----- SOURCE MATERIAL -----
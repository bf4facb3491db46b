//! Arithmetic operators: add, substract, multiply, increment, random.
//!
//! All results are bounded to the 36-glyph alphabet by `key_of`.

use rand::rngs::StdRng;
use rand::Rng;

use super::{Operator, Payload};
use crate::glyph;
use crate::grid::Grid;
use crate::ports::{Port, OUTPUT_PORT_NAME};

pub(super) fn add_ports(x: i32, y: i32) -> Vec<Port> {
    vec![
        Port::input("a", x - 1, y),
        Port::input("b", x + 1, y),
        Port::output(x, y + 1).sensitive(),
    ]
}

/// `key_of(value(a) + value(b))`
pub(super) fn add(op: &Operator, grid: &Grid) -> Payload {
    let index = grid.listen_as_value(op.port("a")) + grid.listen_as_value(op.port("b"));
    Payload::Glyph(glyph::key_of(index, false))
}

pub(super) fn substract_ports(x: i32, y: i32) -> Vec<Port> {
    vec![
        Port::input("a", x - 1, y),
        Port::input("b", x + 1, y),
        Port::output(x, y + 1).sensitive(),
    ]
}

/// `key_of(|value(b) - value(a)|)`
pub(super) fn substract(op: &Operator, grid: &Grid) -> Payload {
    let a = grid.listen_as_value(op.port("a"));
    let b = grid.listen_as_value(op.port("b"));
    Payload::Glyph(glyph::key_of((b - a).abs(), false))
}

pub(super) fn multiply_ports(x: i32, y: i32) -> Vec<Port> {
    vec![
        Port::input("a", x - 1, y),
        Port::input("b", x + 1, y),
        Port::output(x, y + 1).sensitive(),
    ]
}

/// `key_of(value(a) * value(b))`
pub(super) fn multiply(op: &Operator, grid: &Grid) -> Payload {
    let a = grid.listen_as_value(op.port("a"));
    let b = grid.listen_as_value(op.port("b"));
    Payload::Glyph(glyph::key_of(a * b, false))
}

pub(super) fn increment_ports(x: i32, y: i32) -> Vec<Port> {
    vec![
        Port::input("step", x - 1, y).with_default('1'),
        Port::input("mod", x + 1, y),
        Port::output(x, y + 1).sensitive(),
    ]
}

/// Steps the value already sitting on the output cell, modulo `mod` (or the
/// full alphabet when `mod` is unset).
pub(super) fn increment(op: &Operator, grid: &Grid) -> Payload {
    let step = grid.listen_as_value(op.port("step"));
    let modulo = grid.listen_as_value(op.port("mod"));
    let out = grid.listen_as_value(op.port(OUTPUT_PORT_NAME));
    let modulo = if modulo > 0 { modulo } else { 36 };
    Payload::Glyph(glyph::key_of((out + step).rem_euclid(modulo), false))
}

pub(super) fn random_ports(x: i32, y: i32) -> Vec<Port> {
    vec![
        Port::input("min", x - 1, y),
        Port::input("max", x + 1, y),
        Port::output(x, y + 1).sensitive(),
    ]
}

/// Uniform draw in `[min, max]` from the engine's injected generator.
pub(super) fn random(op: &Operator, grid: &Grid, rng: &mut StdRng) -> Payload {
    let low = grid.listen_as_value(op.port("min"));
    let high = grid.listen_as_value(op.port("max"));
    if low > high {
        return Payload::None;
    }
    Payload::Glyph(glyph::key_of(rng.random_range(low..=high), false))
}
-----
----- SOURCE MATERIAL -----
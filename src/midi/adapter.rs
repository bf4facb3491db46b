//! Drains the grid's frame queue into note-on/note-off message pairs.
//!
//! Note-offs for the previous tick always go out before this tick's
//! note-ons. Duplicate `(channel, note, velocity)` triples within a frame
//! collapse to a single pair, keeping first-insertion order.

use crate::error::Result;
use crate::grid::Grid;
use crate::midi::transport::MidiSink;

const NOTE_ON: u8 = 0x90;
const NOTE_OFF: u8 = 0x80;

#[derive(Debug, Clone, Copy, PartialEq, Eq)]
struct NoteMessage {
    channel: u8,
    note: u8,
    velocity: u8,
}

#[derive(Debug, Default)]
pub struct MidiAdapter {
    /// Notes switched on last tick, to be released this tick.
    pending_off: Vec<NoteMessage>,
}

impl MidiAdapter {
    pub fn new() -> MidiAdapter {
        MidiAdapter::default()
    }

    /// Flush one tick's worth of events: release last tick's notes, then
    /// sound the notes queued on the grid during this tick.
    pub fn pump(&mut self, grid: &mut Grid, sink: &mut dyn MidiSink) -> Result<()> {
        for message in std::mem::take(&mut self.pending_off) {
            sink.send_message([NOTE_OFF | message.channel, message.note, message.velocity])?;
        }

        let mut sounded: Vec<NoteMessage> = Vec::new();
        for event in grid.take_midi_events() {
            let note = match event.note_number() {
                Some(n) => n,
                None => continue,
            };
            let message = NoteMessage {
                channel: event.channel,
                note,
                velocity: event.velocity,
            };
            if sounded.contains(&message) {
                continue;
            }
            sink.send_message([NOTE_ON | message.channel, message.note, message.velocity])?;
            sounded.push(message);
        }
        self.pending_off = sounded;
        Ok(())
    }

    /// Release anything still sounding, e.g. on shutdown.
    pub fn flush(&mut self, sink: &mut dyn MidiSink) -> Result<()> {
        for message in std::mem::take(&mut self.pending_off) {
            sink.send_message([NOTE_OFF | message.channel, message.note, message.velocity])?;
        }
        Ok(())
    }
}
-----
> **TASK DESCRIPTION**:
Using the data above, report the number of lines that contain the string "alphabet", and only that number.

> **RESPONSE**:
2